In R. v. Littledale[2] Law L.C., in a somewhat similar case, said of the depositor: "I call his purpose dishonest, because, as Lord Brougham says, in Stewart v. Gibson17 Cl. & Fin., 707, at p. 729., there is dolus malus in evading the positive enactments of the municipal law." That is evasion "in the sense of deliberately trying to escape from the consequences of an Act though coming within it." The immoral character of it would have been admitted by Palles C.B. on his reasoning in Littledale's Case.

The present claim of the Commissioner cannot, however, be rested on estoppel between him and the administrator, because Jolliffe as the administrator is one personality and Jolliffe himself is another, and Jolliffe personally is not a party to the proceeding. It is, of course, an extraordinary result that Jolliffe could get interest from the Government on the basis of the money being his wife's money and defeat the Government's claim to treat it as his wife's property for probate duty. The result must, however, depend on the legal result of what Jolliffe did as between him and his wife. Before Lukin J. and before us Jolliffe occupied the unenviable position of an administrator opposing, in his own personal interests, the interests of the estate he nominally represents. Lukin J. decided in favour of the personal right of Jolliffe, and against his trust estate, on the ground that Jolliffe had satisfied the Court that he had no actual intention of benefiting his wife. The learned Judge so held on both the verbal and the documentary evidence.

The question for us is: What is the legal effect of what Jolliffe actually did on 17th September and 15th October 1917 whatever his own secret and undisclosed intention was? So far as the conclusions arrived at by the learned primary Judge rest on demeanour, I propose to say nothing adverse: but, so far as they were thought to be consistent with the documents and the uncontroverted circumstances, they are still open to consideration. It is essential to bear in mind that this is a case of trust, and not of gift. The question, as I view it, is whether what Jolliffe did was in itself an explicit declaration of trust; and, if it was, whether any evidence of secret intention is admissible to contradict the effect of such a declaration. As I have the misfortune to differ from my two learned brethren in a very vital matter of equity jurisprudence, I venture to state how I arrive at my conclusions.

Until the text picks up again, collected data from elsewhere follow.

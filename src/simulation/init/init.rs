use crate::core::Rng;
use crate::domain::config::EngineConfig;
use crate::domain::host::{HostId, HostRegistry};
use crate::spatial::grid::SpatialGrid;

use super::lifecycle;
use super::perf_stats::PerfStats;
use super::scheduler::AnimationScheduler;
use super::visual_sink::VisualSink;
use super::EngineCore;

pub(super) fn create_engine_core<S: VisualSink>(config: EngineConfig, sink: S) -> EngineCore<S> {
    EngineCore {
        grid: SpatialGrid::new(config.grid_cells),
        rng: Rng::new(config.seed),
        enabled: config.enabled,
        config,
        hosts: HostRegistry::new(),
        particles: Vec::new(),
        scheduler: AnimationScheduler::new(),
        sink,
        now_ms: 0.0,
        frame: 0,
        candidates: Vec::new(),
        perf_enabled: false,
        perf_stats: PerfStats::default(),
    }
}

/// Spawn a batch for every attached host without one and start the loop.
/// Returns the number of particles created.
pub(super) fn initialize<S: VisualSink>(engine: &mut EngineCore<S>) -> u32 {
    if !engine.enabled {
        return 0;
    }
    lifecycle::prune(engine);

    let pending: Vec<HostId> = engine
        .hosts
        .iter()
        .filter(|(_, entry)| entry.attached && !entry.has_batch)
        .map(|(id, _)| id)
        .collect();

    let mut spawned = 0;
    for id in pending {
        spawned += lifecycle::reinitialize(engine, id);
    }

    engine.scheduler.start();
    console_log!(
        "pulse: initialized {} hosts, {} particles",
        engine.hosts.len(),
        engine.particles.len()
    );
    spawned
}

/// Destroy everything, reseed, start over. Two resets in a row produce the
/// same batches.
pub(super) fn full_reset<S: VisualSink>(engine: &mut EngineCore<S>) -> u32 {
    lifecycle::reset_all(engine);
    engine.rng.reseed(engine.config.seed);
    initialize(engine)
}

/// Stop the loop and remove every visual counterpart. Hosts stay
/// registered so `initialize` can bring them back.
pub(super) fn teardown<S: VisualSink>(engine: &mut EngineCore<S>) {
    engine.scheduler.stop();
    lifecycle::reset_all(engine);
}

I begin with Lord Nottingham's celebrated judgment in Cook v. Fountain[4], which he called "the greatest case in Court"[5]. The Lord Chancellor says[6]:—"Express trusts are declared either by word or writing; and these declarations appear either by direct and manifest proof, or violent and necessary presumption. These last are commonly called presumptive trusts: and that is, when the Court, upon consideration of all the circumstances presumes there was a declaration, either by word or writing, though the plain and direct proof thereof be not extant." I take it from that judgment, which the learned Lord Chancellor regarded as fundamental and as a guide to future decisions[7]. that the Court searches for a "declaration" of trust: if it finds an express declaration, there is an end of the matter; but if not, then it examines the evidence to see whether such a "declaration" should be presumed. And the basic principle on which the distinction is made is that equity operates on the conscience. While it enforces a conscientious duty, it is not hasty in assuming it. It would be morally improper to fasten on a man's conscience the obligation of a trust of his property for another, where he has not undertaken it. It is just as improper morally to permit a man who has openly undertaken such a trust to escape his conscientious obligation by reason merely of a secret mental reservation not to fulfil what he has openly undertaken. An open declaration of trust is therefore an expression of intention that is final and beyond recall. Other acts and conduct have to be examined to see how far they are its equivalent, because the declaration of a trust, except where some statute intervenes, is not necessarily formal. These considerations, in my opinion, are at the root of Cook v. Fountain and of later decisions.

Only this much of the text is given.